**Problem description**
Your task is to copy every entry exactly.

*** Opening Data listing ***

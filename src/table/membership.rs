//! Fixed-width padded membership matrix.
//!
//! Flattens the ragged per-site lists of a [`SiteCells`] into one contiguous
//! `sites x width` buffer, where `width` is the longest list and short rows
//! are padded with [`SENTINEL`]. Row slices of this buffer are what the
//! dependency resolver scans, so the layout is chosen for that access
//! pattern: row-major, each row contiguous in memory.

use crate::diagram::cells::SiteCells;
use crate::diagram::point::SiteId;

/// Padding value for unused row slots.
///
/// Valid vertices carry 1-based identifiers, so 0 can never collide with a
/// real entry. [`SiteCells`] construction rejects 0 in the input lists,
/// which is what keeps this reservation sound.
pub const SENTINEL: u32 = 0;

/// Row-major `sites x width` matrix of 1-based vertex indices, sentinel
/// padded on the right.
#[derive(Clone, Debug, Default, PartialEq, Eq, serde::Serialize, serde::Deserialize)]
pub struct MembershipTable {
    data: Vec<u32>,
    width: usize,
    sites: usize,
}

impl MembershipTable {
    /// Flattens `cells` into a padded matrix.
    ///
    /// # Complexity
    /// O(sites * width) time and space. Sites with much shorter lists than
    /// the longest one pay for the padding; the resolver's bulk row scans
    /// are what that buys.
    ///
    /// # Example
    /// ```rust
    /// use voronoi_incidence::diagram::cells::SiteCells;
    /// use voronoi_incidence::table::membership::{MembershipTable, SENTINEL};
    ///
    /// let cells = SiteCells::try_from_lists(vec![vec![2, 4], vec![2]])?;
    /// let table = MembershipTable::from_cells(&cells);
    /// assert_eq!(table.row(0), &[2, 4]);
    /// assert_eq!(table.row(1), &[2, SENTINEL]);
    /// # Ok::<(), voronoi_incidence::incidence_error::IncidenceError>(())
    /// ```
    pub fn from_cells(cells: &SiteCells) -> Self {
        let sites = cells.num_sites();
        let width = cells.max_len();
        let mut data = vec![SENTINEL; sites * width];
        for (i, list) in cells.lists().enumerate() {
            for (j, v) in list.iter().enumerate() {
                data[i * width + j] = v.get();
            }
        }
        Self { data, width, sites }
    }

    /// Number of rows (sites).
    #[inline]
    pub fn num_sites(&self) -> usize {
        self.sites
    }

    /// Row width (longest membership list).
    #[inline]
    pub fn width(&self) -> usize {
        self.width
    }

    /// Row of site at 0-based position `i`.
    ///
    /// # Panics
    /// Panics if `i >= self.num_sites()`.
    #[inline]
    pub fn row(&self, i: usize) -> &[u32] {
        // Indexing by hand rather than chunks_exact: a diagram whose lists
        // are all empty has width 0, and chunks_exact(0) panics.
        &self.data[i * self.width..i * self.width + self.width]
    }

    /// Row of `site`, or `None` if the site is out of range.
    #[inline]
    pub fn row_of(&self, site: SiteId) -> Option<&[u32]> {
        (site.index() < self.sites).then(|| self.row(site.index()))
    }

    /// Iterator over rows in site order.
    pub fn rows(&self) -> impl Iterator<Item = &[u32]> + '_ {
        (0..self.sites).map(move |i| self.row(i))
    }

    /// The flat row-major buffer.
    #[inline]
    pub fn as_flat(&self) -> &[u32] {
        &self.data
    }
}

#[cfg(test)]
mod tests {
    use super::*;

    fn cells(lists: Vec<Vec<u32>>) -> SiteCells {
        SiteCells::try_from_lists(lists).unwrap()
    }

    #[test]
    fn pads_short_rows_with_sentinel() {
        let table = MembershipTable::from_cells(&cells(vec![vec![2, 4], vec![2], vec![4]]));
        assert_eq!(table.num_sites(), 3);
        assert_eq!(table.width(), 2);
        assert_eq!(table.row(0), &[2, 4]);
        assert_eq!(table.row(1), &[2, SENTINEL]);
        assert_eq!(table.row(2), &[4, SENTINEL]);
        assert_eq!(table.as_flat(), &[2, 4, 2, 0, 4, 0]);
    }

    #[test]
    fn all_empty_lists_give_zero_width() {
        let table = MembershipTable::from_cells(&cells(vec![vec![], vec![]]));
        assert_eq!(table.num_sites(), 2);
        assert_eq!(table.width(), 0);
        assert!(table.row(0).is_empty());
        assert_eq!(table.rows().count(), 2);
    }

    #[test]
    fn no_sites_at_all() {
        let table = MembershipTable::from_cells(&cells(vec![]));
        assert_eq!(table.num_sites(), 0);
        assert_eq!(table.rows().count(), 0);
        assert!(table.as_flat().is_empty());
    }

    #[test]
    fn row_of_checks_range() {
        let table = MembershipTable::from_cells(&cells(vec![vec![1]]));
        let s1 = SiteId::new(1).unwrap();
        let s2 = SiteId::new(2).unwrap();
        assert_eq!(table.row_of(s1), Some(&[1u32][..]));
        assert_eq!(table.row_of(s2), None);
    }
}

*** Closing Data listing ***

**Finished exercise**
filename src/table/membership.rs
//! Fixed-width padded membership matrix.
//!
//! Flattens the ragged per-site lists of a [`SiteCells`] into one contiguous
//! `sites x width` buffer, where `width` is the longest list and short rows
//! are padded with [`SENTINEL`]. Row slices of this buffer are what the
//! dependency resolver scans, so the layout is chosen for that access
//! pattern: row-major, each row contiguous in memory.

use crate::diagram::cells::SiteCells;
use crate::diagram::point::SiteId;

/// Padding value for unused row slots.
///
/// Valid vertices carry 1-based identifiers, so 0 can never collide with a
/// real entry. [`SiteCells`] construction rejects 0 in the input lists,
/// which is what keeps this reservation sound.
pub const SENTINEL: u32 = 0;

/// Row-major `sites x width` matrix of 1-based vertex indices, sentinel
/// padded on the right.
#[derive(Clone, Debug, Default, PartialEq, Eq, serde::Serialize, serde::Deserialize)]
pub struct MembershipTable {
    data: Vec<u32>,
    width: usize,
    sites: usize,
}

impl MembershipTable {
    /// Flattens `cells` into a padded matrix.
    ///
    /// # Complexity
    /// O(sites * width) time and space. Sites with much shorter lists than
    /// the longest one pay for the padding; the resolver's bulk row scans
    /// are what that buys.
    ///
    /// # Example
    /// ```rust
    /// use voronoi_incidence::diagram::cells::SiteCells;
    /// use voronoi_incidence::table::membership::{MembershipTable, SENTINEL};
    ///
    /// let cells = SiteCells::try_from_lists(vec![vec![2, 4], vec![2]])?;
    /// let table = MembershipTable::from_cells(&cells);
    /// assert_eq!(table.row(0), &[2, 4]);
    /// assert_eq!(table.row(1), &[2, SENTINEL]);
    /// # Ok::<(), voronoi_incidence::incidence_error::IncidenceError>(())
    /// ```
    pub fn from_cells(cells: &SiteCells) -> Self {
        let sites = cells.num_sites();
        let width = cells.max_len();
        let mut data = vec![SENTINEL; sites * width];
        for (i, list) in cells.lists().enumerate() {
            for (j, v) in list.iter().enumerate() {
                data[i * width + j] = v.get();
            }
        }
        Self { data, width, sites }
    }

    /// Number of rows (sites).
    #[inline]
    pub fn num_sites(&self) -> usize {
        self.sites
    }

    /// Row width (longest membership list).
    #[inline]
    pub fn width(&self) -> usize {
        self.width
    }

    /// Row of site at 0-based position `i`.
    ///
    /// # Panics
    /// Panics if `i >= self.num_sites()`.
    #[inline]
    pub fn row(&self, i: usize) -> &[u32] {
        // Indexing by hand rather than chunks_exact: a diagram whose lists
        // are all empty has width 0, and chunks_exact(0) panics.
        &self.data[i * self.width..i * self.width + self.width]
    }

    /// Row of `site`, or `None` if the site is out of range.
    #[inline]
    pub fn row_of(&self, site: SiteId) -> Option<&[u32]> {
        (site.index() < self.sites).then(|| self.row(site.index()))
    }

    /// Iterator over rows in site order.
    pub fn rows(&self) -> impl Iterator<Item = &[u32]> + '_ {
        (0..self.sites).map(move |i| self.row(i))
    }

    /// The flat row-major buffer.
    #[inline]
    pub fn as_flat(&self) -> &[u32] {
        &self.data
    }
}

#[cfg(test)]
mod tests {
    use super::*;

    fn cells(lists: Vec<Vec<u32>>) -> SiteCells {
        SiteCells::try_from_lists(lists).unwrap()
    }

    #[test]
    fn pads_short_rows_with_sentinel() {
        let table = MembershipTable::from_cells(&cells(vec![vec![2, 4], vec![2], vec![4]]));
        assert_eq!(table.num_sites(), 3);
        assert_eq!(table.width(), 2);
        assert_eq!(table.row(0), &[2, 4]);
        assert_eq!(table.row(1), &[2, SENTINEL]);
        assert_eq!(table.row(2), &[4, SENTINEL]);
        assert_eq!(table.as_flat(), &[2, 4, 2, 0, 4, 0]);
    }

    #[test]
    fn all_empty_lists_give_zero_width() {
        let table = MembershipTable::from_cells(&cells(vec![vec![], vec![]]));
        assert_eq!(table.num_sites(), 2);
        assert_eq!(table.width(), 0);
        assert!(table.row(0).is_empty());
        assert_eq!(table.rows().count(), 2);
    }

    #[test]
    fn no_sites_at_all() {
        let table = MembershipTable::from_cells(&cells(vec![]));
        assert_eq!(table.num_sites(), 0);
        assert_eq!(table.rows().count(), 0);
        assert!(table.as_flat().is_empty());
    }

    #[test]
    fn row_of_checks_range() {
        let table = MembershipTable::from_cells(&cells(vec![vec![1]]));
        let s1 = SiteId::new(1).unwrap();
        let s2 = SiteId::new(2).unwrap();
        assert_eq!(table.row_of(s1), Some(&[1u32][..]));
        assert_eq!(table.row_of(s2), None);
    }
}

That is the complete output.